**The problem:** Output verbatim the lines beginning at the one that contains "pub mod job_status_loop;" and ending at the last line of the material, inclusive of both.

★ ★ ★ ★ ★

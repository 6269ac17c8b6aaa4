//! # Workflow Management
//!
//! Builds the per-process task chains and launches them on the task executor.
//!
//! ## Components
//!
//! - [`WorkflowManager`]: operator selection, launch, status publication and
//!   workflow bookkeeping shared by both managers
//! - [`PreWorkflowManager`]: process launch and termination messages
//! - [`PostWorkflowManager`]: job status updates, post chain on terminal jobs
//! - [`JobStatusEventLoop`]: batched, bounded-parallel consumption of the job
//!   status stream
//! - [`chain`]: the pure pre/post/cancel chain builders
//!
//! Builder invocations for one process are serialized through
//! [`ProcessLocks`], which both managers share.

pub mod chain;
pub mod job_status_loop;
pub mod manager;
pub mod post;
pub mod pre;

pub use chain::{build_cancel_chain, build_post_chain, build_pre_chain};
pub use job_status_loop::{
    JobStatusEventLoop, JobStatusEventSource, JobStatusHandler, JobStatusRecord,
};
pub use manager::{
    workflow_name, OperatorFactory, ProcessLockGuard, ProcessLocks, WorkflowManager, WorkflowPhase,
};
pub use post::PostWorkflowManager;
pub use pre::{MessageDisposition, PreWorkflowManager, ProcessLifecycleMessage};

★ ★ ★ ★ ★

**Expected answer:**
pub mod job_status_loop;
pub mod manager;
pub mod post;
pub mod pre;

pub use chain::{build_cancel_chain, build_post_chain, build_pre_chain};
pub use job_status_loop::{
    JobStatusEventLoop, JobStatusEventSource, JobStatusHandler, JobStatusRecord,
};
pub use manager::{
    workflow_name, OperatorFactory, ProcessLockGuard, ProcessLocks, WorkflowManager, WorkflowPhase,
};
pub use post::PostWorkflowManager;
pub use pre::{MessageDisposition, PreWorkflowManager, ProcessLifecycleMessage};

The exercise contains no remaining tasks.